● **YOUR GOAL**: Wherever a line of the listing holds the string "REST", copy that line.

● **THE DATA**:
──────

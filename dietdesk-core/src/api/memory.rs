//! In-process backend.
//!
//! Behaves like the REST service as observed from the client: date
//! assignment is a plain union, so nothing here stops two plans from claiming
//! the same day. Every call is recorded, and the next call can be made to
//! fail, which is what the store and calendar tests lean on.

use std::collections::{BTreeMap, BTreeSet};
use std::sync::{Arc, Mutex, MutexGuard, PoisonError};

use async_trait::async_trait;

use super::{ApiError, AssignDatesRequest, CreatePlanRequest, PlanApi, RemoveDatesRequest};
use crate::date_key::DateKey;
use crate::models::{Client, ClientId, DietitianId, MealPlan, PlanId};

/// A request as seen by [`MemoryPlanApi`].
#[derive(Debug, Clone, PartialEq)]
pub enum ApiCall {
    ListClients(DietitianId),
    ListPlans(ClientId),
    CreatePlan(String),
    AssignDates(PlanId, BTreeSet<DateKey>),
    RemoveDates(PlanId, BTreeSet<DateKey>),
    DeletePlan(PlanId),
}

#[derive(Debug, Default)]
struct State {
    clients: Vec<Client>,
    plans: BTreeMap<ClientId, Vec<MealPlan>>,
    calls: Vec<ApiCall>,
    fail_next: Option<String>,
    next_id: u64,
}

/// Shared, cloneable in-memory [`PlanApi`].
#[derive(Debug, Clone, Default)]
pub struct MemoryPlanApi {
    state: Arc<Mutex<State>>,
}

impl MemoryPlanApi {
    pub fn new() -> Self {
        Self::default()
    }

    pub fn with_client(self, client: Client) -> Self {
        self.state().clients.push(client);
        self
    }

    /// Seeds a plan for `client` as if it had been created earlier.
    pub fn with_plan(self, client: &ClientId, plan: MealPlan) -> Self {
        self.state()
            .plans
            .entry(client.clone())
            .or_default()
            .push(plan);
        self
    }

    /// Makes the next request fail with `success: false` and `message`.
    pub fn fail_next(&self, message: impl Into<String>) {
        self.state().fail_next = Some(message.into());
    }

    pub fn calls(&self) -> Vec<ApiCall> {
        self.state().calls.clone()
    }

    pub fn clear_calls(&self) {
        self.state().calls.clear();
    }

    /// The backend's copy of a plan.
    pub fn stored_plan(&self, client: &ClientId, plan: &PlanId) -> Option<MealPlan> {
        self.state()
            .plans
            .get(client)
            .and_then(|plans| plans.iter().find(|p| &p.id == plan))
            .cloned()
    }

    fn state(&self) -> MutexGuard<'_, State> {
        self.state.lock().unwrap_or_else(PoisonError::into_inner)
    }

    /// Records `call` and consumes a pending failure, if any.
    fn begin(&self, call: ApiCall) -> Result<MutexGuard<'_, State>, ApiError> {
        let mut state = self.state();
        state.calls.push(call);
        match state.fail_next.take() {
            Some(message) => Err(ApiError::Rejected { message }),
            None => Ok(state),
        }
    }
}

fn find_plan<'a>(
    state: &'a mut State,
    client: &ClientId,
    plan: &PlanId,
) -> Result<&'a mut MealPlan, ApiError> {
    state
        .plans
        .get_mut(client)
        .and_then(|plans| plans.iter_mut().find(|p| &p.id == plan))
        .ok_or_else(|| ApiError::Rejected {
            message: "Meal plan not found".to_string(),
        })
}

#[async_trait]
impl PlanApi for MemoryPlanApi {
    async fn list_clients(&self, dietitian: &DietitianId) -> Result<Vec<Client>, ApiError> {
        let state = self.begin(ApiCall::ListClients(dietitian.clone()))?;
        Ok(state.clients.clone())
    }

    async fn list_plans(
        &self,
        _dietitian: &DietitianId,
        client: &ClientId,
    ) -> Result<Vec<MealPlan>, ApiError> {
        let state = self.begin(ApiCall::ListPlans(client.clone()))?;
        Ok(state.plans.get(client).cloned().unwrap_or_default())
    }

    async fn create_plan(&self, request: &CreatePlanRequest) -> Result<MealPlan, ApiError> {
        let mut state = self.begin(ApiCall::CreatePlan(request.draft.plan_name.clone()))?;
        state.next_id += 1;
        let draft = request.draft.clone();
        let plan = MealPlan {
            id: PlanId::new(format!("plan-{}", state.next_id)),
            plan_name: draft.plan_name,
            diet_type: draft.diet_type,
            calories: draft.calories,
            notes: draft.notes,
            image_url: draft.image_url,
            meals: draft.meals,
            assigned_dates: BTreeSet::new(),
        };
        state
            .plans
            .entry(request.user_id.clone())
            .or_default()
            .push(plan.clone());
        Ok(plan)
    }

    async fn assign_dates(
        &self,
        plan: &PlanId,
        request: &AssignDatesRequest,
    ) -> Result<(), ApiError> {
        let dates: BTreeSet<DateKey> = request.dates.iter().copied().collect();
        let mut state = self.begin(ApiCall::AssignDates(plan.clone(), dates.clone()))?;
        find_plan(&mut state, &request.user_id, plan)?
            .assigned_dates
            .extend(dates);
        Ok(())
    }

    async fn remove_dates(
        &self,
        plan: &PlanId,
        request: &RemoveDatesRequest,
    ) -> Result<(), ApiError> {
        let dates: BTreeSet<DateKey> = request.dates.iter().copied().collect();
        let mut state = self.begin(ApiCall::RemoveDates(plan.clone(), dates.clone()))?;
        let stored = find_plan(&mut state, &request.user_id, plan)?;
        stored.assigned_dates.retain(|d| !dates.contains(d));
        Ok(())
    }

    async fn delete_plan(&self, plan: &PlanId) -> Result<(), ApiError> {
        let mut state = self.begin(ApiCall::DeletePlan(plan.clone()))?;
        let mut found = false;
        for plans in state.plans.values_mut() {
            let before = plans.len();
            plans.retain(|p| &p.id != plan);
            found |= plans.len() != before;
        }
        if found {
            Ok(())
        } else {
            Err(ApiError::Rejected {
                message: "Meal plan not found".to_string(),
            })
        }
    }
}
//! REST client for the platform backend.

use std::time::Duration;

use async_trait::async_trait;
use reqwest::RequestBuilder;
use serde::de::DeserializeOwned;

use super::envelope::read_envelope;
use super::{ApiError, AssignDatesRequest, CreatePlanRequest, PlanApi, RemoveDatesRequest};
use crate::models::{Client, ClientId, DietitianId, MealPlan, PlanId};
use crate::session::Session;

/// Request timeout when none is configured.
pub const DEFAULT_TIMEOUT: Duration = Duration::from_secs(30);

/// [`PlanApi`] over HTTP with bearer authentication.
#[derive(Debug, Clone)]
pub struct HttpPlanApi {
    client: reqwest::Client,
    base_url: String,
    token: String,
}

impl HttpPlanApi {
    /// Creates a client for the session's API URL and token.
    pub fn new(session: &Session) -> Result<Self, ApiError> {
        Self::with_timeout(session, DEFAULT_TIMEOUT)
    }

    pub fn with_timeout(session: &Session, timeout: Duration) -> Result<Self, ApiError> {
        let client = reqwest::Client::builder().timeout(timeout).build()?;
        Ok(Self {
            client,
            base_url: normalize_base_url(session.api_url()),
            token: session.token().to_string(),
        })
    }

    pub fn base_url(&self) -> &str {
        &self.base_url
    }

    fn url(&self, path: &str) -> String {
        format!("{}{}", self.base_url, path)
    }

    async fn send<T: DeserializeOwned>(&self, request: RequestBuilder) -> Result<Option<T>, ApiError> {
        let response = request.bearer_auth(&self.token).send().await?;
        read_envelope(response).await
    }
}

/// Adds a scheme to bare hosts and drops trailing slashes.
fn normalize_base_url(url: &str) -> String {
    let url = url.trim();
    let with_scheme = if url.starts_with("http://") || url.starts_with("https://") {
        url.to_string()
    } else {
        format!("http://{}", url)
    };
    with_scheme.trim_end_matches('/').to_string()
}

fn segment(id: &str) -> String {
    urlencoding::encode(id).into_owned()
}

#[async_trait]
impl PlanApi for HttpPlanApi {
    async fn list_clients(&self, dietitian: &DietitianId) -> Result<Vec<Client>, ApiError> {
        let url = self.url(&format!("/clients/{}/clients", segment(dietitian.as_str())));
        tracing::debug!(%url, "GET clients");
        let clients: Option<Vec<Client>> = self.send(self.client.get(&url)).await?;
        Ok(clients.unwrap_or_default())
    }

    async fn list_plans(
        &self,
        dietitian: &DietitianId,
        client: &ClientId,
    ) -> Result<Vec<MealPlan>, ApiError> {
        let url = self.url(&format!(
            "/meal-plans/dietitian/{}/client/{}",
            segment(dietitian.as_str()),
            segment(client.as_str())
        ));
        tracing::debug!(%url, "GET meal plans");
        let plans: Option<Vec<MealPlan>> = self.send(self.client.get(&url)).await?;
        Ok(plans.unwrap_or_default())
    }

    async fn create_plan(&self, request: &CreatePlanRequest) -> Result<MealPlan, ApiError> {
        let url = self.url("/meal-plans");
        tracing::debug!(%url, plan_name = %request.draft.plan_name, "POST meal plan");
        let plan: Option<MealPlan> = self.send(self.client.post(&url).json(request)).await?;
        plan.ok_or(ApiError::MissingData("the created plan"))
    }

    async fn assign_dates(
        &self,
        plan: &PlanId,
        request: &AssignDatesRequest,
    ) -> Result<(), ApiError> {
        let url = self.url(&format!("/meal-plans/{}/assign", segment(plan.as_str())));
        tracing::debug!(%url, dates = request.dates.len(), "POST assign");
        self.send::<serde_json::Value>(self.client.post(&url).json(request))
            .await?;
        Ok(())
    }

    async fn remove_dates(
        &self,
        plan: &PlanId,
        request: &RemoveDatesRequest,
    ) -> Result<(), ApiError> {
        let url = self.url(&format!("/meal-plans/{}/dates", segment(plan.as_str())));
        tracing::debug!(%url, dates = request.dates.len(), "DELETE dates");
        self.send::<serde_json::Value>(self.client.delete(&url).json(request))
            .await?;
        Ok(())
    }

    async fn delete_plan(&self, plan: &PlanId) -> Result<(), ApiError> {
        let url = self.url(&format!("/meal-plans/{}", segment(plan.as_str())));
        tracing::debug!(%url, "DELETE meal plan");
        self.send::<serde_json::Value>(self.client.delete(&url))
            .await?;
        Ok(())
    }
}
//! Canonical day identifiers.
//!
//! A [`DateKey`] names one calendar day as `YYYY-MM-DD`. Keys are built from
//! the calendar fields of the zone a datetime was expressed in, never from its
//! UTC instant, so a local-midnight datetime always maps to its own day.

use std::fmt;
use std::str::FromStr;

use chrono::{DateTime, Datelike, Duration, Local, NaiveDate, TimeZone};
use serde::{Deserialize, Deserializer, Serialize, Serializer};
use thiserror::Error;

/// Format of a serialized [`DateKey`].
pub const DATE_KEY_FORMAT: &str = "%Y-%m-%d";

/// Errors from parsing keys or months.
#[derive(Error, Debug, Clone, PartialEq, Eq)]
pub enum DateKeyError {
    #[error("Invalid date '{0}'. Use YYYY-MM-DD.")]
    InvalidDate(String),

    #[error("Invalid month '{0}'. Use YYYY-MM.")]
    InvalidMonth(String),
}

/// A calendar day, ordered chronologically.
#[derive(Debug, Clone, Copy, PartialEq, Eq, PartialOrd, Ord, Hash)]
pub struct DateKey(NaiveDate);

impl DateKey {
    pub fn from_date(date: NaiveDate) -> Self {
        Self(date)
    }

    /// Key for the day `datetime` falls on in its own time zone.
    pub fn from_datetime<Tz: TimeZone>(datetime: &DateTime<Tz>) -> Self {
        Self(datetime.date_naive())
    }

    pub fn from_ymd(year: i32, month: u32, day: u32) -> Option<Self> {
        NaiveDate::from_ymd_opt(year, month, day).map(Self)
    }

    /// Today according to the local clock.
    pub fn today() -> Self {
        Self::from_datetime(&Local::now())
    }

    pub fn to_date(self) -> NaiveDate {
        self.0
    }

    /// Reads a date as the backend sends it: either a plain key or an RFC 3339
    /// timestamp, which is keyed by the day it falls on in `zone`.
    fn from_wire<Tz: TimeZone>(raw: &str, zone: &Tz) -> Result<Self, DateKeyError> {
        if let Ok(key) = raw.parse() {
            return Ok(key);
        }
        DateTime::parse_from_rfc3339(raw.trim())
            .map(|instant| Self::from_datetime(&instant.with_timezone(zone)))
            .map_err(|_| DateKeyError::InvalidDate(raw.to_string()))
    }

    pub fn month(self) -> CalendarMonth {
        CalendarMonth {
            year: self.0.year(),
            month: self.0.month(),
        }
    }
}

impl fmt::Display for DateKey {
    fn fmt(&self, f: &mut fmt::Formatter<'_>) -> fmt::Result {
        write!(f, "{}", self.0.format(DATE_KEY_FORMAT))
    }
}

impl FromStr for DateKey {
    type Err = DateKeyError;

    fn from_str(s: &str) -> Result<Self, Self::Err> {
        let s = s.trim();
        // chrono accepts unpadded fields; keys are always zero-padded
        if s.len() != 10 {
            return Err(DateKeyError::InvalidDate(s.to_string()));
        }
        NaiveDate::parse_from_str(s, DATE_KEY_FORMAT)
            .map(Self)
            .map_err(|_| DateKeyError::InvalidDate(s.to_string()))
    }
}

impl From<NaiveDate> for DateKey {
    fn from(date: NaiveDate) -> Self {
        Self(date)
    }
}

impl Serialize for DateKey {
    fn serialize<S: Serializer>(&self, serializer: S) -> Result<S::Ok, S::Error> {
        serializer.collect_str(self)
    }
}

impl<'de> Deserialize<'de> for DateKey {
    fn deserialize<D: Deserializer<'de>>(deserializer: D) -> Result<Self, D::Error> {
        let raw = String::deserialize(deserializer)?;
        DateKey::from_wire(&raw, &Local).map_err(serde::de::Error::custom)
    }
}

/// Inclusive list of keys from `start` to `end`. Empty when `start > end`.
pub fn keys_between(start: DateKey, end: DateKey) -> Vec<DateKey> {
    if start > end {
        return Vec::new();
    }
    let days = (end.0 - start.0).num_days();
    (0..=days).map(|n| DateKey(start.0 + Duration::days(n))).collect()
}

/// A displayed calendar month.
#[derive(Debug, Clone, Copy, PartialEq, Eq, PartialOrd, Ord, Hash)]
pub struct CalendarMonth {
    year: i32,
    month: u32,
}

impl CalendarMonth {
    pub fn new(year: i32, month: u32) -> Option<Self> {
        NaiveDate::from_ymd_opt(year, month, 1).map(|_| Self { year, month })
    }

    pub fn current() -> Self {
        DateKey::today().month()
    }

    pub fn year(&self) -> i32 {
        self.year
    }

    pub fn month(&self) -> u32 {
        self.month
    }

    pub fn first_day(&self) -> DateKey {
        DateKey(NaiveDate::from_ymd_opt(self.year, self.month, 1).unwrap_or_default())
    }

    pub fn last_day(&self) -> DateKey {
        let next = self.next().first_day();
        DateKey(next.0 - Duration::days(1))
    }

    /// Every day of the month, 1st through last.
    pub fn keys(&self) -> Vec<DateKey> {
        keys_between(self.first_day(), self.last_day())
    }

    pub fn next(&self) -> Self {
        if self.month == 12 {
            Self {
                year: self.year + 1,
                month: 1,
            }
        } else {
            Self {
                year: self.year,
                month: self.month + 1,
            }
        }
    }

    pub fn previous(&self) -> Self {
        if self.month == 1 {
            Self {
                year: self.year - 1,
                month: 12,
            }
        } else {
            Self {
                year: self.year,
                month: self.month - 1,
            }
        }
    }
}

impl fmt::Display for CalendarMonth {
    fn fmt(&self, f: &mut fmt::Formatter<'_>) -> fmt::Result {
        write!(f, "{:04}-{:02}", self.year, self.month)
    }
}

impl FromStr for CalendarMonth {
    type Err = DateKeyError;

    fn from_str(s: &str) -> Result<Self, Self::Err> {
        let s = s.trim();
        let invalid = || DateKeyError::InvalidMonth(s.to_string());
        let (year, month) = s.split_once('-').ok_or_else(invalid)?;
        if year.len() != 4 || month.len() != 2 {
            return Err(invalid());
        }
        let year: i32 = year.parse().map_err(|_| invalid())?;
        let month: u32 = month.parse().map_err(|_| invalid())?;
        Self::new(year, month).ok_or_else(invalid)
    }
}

──────

● **RESULT OF THE TASK**:
//! Behaves like the REST service as observed from the client: date
//! REST client for the platform backend.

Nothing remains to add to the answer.